[Collected data entries]
.....
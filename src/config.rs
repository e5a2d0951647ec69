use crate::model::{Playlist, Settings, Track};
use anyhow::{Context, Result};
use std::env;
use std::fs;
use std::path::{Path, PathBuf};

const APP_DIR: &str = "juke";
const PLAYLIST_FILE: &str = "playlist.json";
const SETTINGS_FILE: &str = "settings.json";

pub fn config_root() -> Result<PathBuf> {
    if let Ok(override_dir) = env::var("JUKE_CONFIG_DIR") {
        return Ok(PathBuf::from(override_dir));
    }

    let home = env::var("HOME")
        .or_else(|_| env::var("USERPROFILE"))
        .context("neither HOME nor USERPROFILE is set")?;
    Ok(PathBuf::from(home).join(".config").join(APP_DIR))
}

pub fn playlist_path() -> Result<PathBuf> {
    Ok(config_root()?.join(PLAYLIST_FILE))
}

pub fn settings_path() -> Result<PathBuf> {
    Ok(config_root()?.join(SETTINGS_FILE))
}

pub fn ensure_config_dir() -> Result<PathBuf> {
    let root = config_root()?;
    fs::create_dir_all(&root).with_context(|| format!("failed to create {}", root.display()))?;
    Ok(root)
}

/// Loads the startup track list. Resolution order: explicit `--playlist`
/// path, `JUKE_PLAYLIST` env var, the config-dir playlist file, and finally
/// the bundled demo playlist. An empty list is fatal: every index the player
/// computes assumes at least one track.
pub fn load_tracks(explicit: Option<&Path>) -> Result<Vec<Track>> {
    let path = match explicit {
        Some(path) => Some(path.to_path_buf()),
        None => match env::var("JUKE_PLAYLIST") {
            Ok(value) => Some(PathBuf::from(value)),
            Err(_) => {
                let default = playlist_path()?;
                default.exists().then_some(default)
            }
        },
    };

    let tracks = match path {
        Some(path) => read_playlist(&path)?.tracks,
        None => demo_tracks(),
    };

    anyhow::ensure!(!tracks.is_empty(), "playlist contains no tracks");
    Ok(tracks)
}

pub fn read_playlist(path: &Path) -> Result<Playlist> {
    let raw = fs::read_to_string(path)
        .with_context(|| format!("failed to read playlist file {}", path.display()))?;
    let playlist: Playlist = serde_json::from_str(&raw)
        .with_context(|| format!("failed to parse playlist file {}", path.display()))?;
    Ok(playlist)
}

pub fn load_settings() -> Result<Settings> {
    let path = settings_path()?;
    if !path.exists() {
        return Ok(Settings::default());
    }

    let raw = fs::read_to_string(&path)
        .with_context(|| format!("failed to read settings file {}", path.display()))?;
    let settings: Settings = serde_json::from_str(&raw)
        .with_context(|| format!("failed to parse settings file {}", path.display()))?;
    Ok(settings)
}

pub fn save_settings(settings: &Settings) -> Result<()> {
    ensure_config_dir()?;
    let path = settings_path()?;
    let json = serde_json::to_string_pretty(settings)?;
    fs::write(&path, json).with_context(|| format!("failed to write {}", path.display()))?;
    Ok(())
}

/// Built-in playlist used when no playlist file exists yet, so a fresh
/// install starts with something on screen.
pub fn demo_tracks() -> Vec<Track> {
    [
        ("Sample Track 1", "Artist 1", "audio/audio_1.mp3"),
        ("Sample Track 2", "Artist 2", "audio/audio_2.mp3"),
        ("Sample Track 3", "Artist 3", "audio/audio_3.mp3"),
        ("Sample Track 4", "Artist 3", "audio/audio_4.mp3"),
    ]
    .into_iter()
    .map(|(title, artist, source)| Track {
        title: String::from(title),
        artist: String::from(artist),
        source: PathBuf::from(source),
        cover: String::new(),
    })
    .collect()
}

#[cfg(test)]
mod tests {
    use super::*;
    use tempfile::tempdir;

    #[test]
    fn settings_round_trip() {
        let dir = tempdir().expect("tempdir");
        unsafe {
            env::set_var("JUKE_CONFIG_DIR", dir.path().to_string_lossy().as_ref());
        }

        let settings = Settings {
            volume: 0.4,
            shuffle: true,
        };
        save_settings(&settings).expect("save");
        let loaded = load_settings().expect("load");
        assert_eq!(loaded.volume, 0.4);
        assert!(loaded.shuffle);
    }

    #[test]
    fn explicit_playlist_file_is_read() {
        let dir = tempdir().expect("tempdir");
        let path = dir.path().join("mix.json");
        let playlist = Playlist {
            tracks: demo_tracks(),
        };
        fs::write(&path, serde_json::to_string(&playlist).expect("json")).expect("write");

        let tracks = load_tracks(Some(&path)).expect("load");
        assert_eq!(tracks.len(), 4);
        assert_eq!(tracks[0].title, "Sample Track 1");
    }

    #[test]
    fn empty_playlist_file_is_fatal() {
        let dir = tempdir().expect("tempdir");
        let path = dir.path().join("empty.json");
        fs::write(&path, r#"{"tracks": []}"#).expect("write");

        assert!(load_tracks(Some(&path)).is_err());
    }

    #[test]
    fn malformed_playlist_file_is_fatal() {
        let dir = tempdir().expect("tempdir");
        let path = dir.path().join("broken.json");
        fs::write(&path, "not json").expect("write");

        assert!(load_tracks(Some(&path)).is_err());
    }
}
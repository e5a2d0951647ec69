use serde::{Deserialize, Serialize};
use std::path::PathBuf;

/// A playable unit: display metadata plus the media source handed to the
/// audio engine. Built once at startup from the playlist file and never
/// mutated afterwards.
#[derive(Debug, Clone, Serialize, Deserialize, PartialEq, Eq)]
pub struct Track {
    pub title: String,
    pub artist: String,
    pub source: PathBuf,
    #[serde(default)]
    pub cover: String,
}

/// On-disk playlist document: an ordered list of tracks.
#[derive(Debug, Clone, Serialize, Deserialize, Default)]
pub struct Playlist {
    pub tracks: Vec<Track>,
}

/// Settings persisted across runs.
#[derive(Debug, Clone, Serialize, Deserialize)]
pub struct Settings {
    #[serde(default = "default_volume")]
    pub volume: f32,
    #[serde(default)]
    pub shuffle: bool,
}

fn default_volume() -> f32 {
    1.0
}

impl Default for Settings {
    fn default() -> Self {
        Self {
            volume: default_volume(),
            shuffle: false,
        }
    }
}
.....
What the task asks:
Identify each line in the entries with the word "parse" and copy it.

Expected answer:
        .with_context(|| format!("failed to parse playlist file {}", path.display()))?;
        .with_context(|| format!("failed to parse settings file {}", path.display()))?;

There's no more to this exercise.